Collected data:

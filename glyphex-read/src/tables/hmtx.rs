//! The [hmtx (Horizontal Metrics)](https://docs.microsoft.com/en-us/typography/opentype/spec/hmtx) table

use types::{BigEndian, GlyphId, Tag};

use crate::{FontData, FontReadWithArgs, ReadArgs, ReadError, TopLevelTable};

/// The horizontal metrics table.
///
/// Holds `number_of_h_metrics` (advance, side bearing) pairs, followed by
/// side bearings alone for the remaining glyphs. Those remaining glyphs all
/// share the last explicit advance.
#[derive(Clone, Debug)]
pub struct Hmtx<'a> {
    // interleaved advance, lsb
    h_metrics: &'a [BigEndian<u16>],
    left_side_bearings: &'a [BigEndian<i16>],
}

impl<'a> Hmtx<'a> {
    /// Read the table, given `hhea.numberOfHMetrics` and `maxp.numGlyphs`.
    pub fn read(
        data: FontData<'a>,
        number_of_h_metrics: u16,
        num_glyphs: u16,
    ) -> Result<Self, ReadError> {
        Self::read_with_args(data, &(number_of_h_metrics, num_glyphs))
    }

    /// The number of explicit (advance, side bearing) pairs.
    pub fn number_of_h_metrics(&self) -> usize {
        self.h_metrics.len() / 2
    }

    /// The advance width for the glyph, in font units.
    ///
    /// Glyphs past the explicit metrics use the last explicit advance.
    /// Returns `None` only if the table has no explicit metrics at all.
    pub fn advance(&self, glyph_id: GlyphId) -> Option<u16> {
        let ix = glyph_id
            .to_usize()
            .min(self.number_of_h_metrics().checked_sub(1)?);
        self.h_metrics.get(ix * 2).map(BigEndian::get)
    }

    /// The left side bearing for the glyph, in font units.
    pub fn side_bearing(&self, glyph_id: GlyphId) -> Option<i16> {
        let ix = glyph_id.to_usize();
        let n_metrics = self.number_of_h_metrics();
        if ix < n_metrics {
            self.h_metrics
                .get(ix * 2 + 1)
                .map(|raw| raw.get() as i16)
        } else {
            self.left_side_bearings
                .get(ix - n_metrics)
                .map(BigEndian::get)
        }
    }
}

impl TopLevelTable for Hmtx<'_> {
    const TAG: Tag = Tag::new(b"hmtx");
}

impl ReadArgs for Hmtx<'_> {
    /// (number_of_h_metrics, num_glyphs)
    type Args = (u16, u16);
}

impl<'a> FontReadWithArgs<'a> for Hmtx<'a> {
    fn read_with_args(data: FontData<'a>, args: &(u16, u16)) -> Result<Self, ReadError> {
        let (number_of_h_metrics, num_glyphs) = *args;
        let mut cursor = data.cursor();
        let h_metrics = cursor.read_array(number_of_h_metrics as usize * 2)?;
        let n_bearings = num_glyphs.saturating_sub(number_of_h_metrics);
        let left_side_bearings = cursor.read_array(n_bearings as usize)?;
        Ok(Hmtx {
            h_metrics,
            left_side_bearings,
        })
    }
}

#[cfg(test)]
mod tests {
    use super::*;
    use glyphex_test_data::bebuffer::BeBuffer;

    fn metrics() -> BeBuffer {
        BeBuffer::new()
            // advance, lsb pairs
            .extend([500u16, 10])
            .push(600u16)
            .push(-20i16)
            // trailing side bearings
            .extend([30i16, -40])
    }

    #[test]
    fn trailing_glyphs_share_last_advance() {
        let buf = metrics();
        let hmtx = Hmtx::read(FontData::new(&buf), 2, 4).unwrap();
        let advances: Vec<_> = (0..6)
            .map(|gid| hmtx.advance(GlyphId::new(gid)))
            .collect();
        assert_eq!(
            advances,
            [Some(500), Some(600), Some(600), Some(600), Some(600), Some(600)]
        );
        let bearings: Vec<_> = (0..5)
            .map(|gid| hmtx.side_bearing(GlyphId::new(gid)))
            .collect();
        assert_eq!(bearings, [Some(10), Some(-20), Some(30), Some(-40), None]);
    }

    #[test]
    fn too_short() {
        let buf = metrics();
        assert_eq!(
            Hmtx::read(FontData::new(&buf), 2, 5).err(),
            Some(ReadError::OutOfBounds)
        );
    }

    #[test]
    fn no_metrics() {
        let hmtx = Hmtx::read(FontData::new(&[]), 0, 0).unwrap();
        assert_eq!(hmtx.advance(GlyphId::NOTDEF), None);
        assert_eq!(hmtx.side_bearing(GlyphId::NOTDEF), None);
    }
}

_YOUR OBJECTIVE:_ For each line above that includes "None", make a copy.

_RESULT BELOW:_
    /// Returns `None` only if the table has no explicit metrics at all.
        assert_eq!(bearings, [Some(10), Some(-20), Some(30), Some(-40), None]);
        assert_eq!(hmtx.advance(GlyphId::NOTDEF), None);
        assert_eq!(hmtx.side_bearing(GlyphId::NOTDEF), None);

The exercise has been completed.